Meet Spike the Railroad Hound
In the summer of 1893, the Golden City and San Juan station was quiet, except for the telegrapher’s sounder, clickin’ out a message from the dispatcher. The telegrapher on duty, Hiram Wheeler, listened from the depot platform absentmindedly. Slowly, he knocked the old tobacco out of his pipe without lookin’ down. Something had caught his eye.
Way down the silver rails, shimmerin’ in the summer heat, a small animal of some sort was slowly making its way toward the station. Hiram watched closely.
It took awhile. The furry critter laid down in the shade of a small cottonwood tree near the tracks, but then got to its feet, not all too steady. And by now, Hiram’s curiosity was up; this thing looked like a small dog! And Hiram loved dogs. Much bettern’ cats. . .
And the Golden City and San Juan station needed a dog! Hiram couldn’t remember the last depot he’d worked that didn’t have one. Good for company. Good for conversation. And good for keepin’ the local mice from overrunnin’ the place. Maybe not as good as a cat, but then, nobody’s perfect.
Anyway, here comes this bedragged lookin’ pup of a dog. Couldn’t have been more’n six months old. Sorta bloodhound, sorta St. Bernard. With paws that spoke of a big dog comin’ afore long! And those paws were worn raw--no tellin’ how far he’d traveled. Seemed like far, by the look of him.

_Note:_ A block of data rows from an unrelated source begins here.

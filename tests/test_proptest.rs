/*
 * SPDX-FileCopyrightText: 2026 The rice-codes contributors
 *
 * SPDX-License-Identifier: Apache-2.0 OR LGPL-2.1-or-later
 */

use proptest::prelude::*;
use rice_codes::prelude::*;

fn code() -> impl Strategy<Value = Codes> {
    prop_oneof![
        (1..64_usize).prop_map(|log2_b| Codes::Modular { log2_b }),
        (0..64_usize).prop_map(|log2_b| Codes::Masked { log2_b }),
        (0..64_usize).prop_map(|log2_b| Codes::Implicit { log2_b }),
    ]
}

proptest! {
    #[test]
    fn test_round_trip(code in code(), q in 0..500_u64, r in any::<u64>()) {
        let log2_b = code.log2_b();
        let q = q.min(u64::MAX >> log2_b);
        let value = (q << log2_b) | (r & ((1_u64 << log2_b) - 1));
        let bits = code.encode(value).unwrap();
        prop_assert_eq!(bits.len(), code.len(value));
        prop_assert_eq!(bits.leading_ones() as u64, q);
        prop_assert_eq!(code.decode(&bits).unwrap(), value);
    }

    #[test]
    fn test_monotonic_length(code in code(), a in 0..1_000_000_u64, b in 0..1_000_000_u64) {
        let (lo, hi) = (a.min(b), a.max(b));
        prop_assert!(code.len(lo) <= code.len(hi));
    }

    #[test]
    fn test_zero(code in code()) {
        let bits = code.encode(0).unwrap();
        prop_assert_eq!(bits.leading_ones(), 0);
        prop_assert_eq!(code.decode(&bits).unwrap(), 0);
    }

    #[test]
    fn test_layouts_agree(log2_b in 1..64_usize, q in 0..200_u64, r in any::<u64>()) {
        let q = q.min(u64::MAX >> log2_b);
        let value = (q << log2_b) | (r & ((1_u64 << log2_b) - 1));
        let bits = Codes::Masked { log2_b }.encode(value).unwrap();
        prop_assert_eq!(Codes::Modular { log2_b }.decode(&bits).unwrap(), value);
        prop_assert_eq!(Codes::Implicit { log2_b }.decode(&bits).unwrap(), value);
    }

    #[test]
    fn test_decode_never_panics(code in code(), bits in prop::collection::vec(any::<bool>(), 0..200)) {
        if let Ok(value) = code.decode(&bits) {
            // A decoded string is never longer than the canonical codeword
            prop_assert!(code.len(value) >= bits.len());
        }
    }

    #[test]
    fn test_masked_is_canonical(log2_b in 0..64_usize, bits in prop::collection::vec(any::<bool>(), 0..200)) {
        let code = Codes::Masked { log2_b };
        if let Ok(value) = code.decode(&bits) {
            let codeword = code.encode(value).unwrap();
            prop_assert_eq!(codeword.as_slice(), &bits[..]);
        }
    }

    #[test]
    fn test_signed_round_trip(log2_b in 50..64_usize, value in any::<i64>()) {
        let code = Codes::Masked { log2_b };
        let bits = code.encode_signed(value).unwrap();
        prop_assert_eq!(code.decode_signed(&bits).unwrap(), value);
    }

    #[test]
    fn test_bit_string_text(bits in prop::collection::vec(any::<bool>(), 0..100)) {
        let bits = BitString::from(bits);
        prop_assert_eq!(bits.to_string().parse::<BitString>().unwrap(), bits.clone());
        prop_assert_eq!(format!("{:#}", bits).parse::<BitString>().unwrap(), bits);
    }

    #[test]
    fn test_codes_text(code in code()) {
        prop_assert_eq!(code.to_string().parse::<Codes>().unwrap(), code);
    }
}
/*
 * SPDX-FileCopyrightText: 2026 The rice-codes contributors
 *
 * SPDX-License-Identifier: Apache-2.0 OR LGPL-2.1-or-later
 */

use crate::error::Result;
use crate::traits::*;

/// A wrapper over a [`BitRead`] that logs at debug level all operations
/// performed, including the reads of the unary parts.
///
/// Since the codes are implemented on top of [`BitRead`], wrapping a reader
/// shows how a layout splits a codeword.
#[derive(Debug, Clone)]
pub struct DbgBitReader<R> {
    reader: R,
}

impl<R> DbgBitReader<R> {
    pub fn new(reader: R) -> Self {
        Self { reader }
    }

    pub fn into_inner(self) -> R {
        self.reader
    }
}

impl<R: BitRead> BitRead for DbgBitReader<R> {
    fn read_bit(&mut self) -> Result<bool> {
        let result = self.reader.read_bit();
        tracing::debug!(?result, "read_bit");
        result
    }

    fn read_bits(&mut self, n: usize) -> Result<u64> {
        let result = self.reader.read_bits(n);
        tracing::debug!(n, ?result, "read_bits");
        result
    }

    fn bits_left(&self) -> usize {
        self.reader.bits_left()
    }

    fn read_unary(&mut self) -> Result<u64> {
        let result = self.reader.read_unary();
        tracing::debug!(?result, "read_unary");
        result
    }
}

/// A wrapper over a [`BitWrite`] that logs at debug level all operations
/// performed, including the writes of the unary parts.
#[derive(Debug, Clone)]
pub struct DbgBitWriter<W> {
    writer: W,
}

impl<W> DbgBitWriter<W> {
    pub fn new(writer: W) -> Self {
        Self { writer }
    }

    pub fn into_inner(self) -> W {
        self.writer
    }
}

impl<W: BitWrite> BitWrite for DbgBitWriter<W> {
    fn write_bit(&mut self, bit: bool) -> Result<usize> {
        tracing::debug!(bit, "write_bit");
        self.writer.write_bit(bit)
    }

    fn write_bits(&mut self, value: u64, n: usize) -> Result<usize> {
        tracing::debug!(value, n, "write_bits");
        self.writer.write_bits(value, n)
    }

    fn write_ones(&mut self, n: u64) -> Result<usize> {
        tracing::debug!(n, "write_ones");
        self.writer.write_ones(n)
    }

    fn write_unary(&mut self, value: u64) -> Result<usize> {
        tracing::debug!(value, "write_unary");
        self.writer.write_unary(value)
    }
}

#[cfg(test)]
mod tests {
    use super::*;
    use crate::codes::*;
    use crate::impls::{BitString, BitStringWriter};
    use tracing_test::traced_test;

    #[test]
    #[traced_test]
    fn test_dbg_round_trip() {
        let mut writer = DbgBitWriter::new(BitStringWriter::new());
        assert_eq!(writer.write_masked(9, 2).unwrap(), 5);
        let bits = writer.into_inner().into_inner();
        assert_eq!(bits, "11001".parse::<BitString>().unwrap());
        assert!(logs_contain("write_unary value=2"));
        assert!(logs_contain("write_bits value=1 n=2"));

        let mut reader = DbgBitReader::new(bits.reader());
        assert_eq!(reader.read_masked(2).unwrap(), 9);
        assert_eq!(reader.bits_left(), 0);
        assert!(logs_contain("read_unary result=Ok(2)"));
        assert!(logs_contain("read_bits n=2 result=Ok(1)"));
    }
}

Well, ol’ Hiram bandaged up those paws, and fed that little fella. Cleaned him up, and named him Spike. Hiram figured that any dog with his grit had to be strong as iron. . . Just like a railroad spike. And before the next summer, that pup grew into those large paws, and was earnin’ his keep. Hiram even gave him his own pair of railroad boots. He sniffed out any mice that lingered too long in the depot, and the rabbits that used to live under the platform, well, they moved out right quick.
Spike and Hiram ran the depot at Golden until their sunset years. And nowadays, if the wind is just right, you can catch of whiff of ol’ Hiram’s pipe, and you can hear Spike givin’ them rabbits what fer!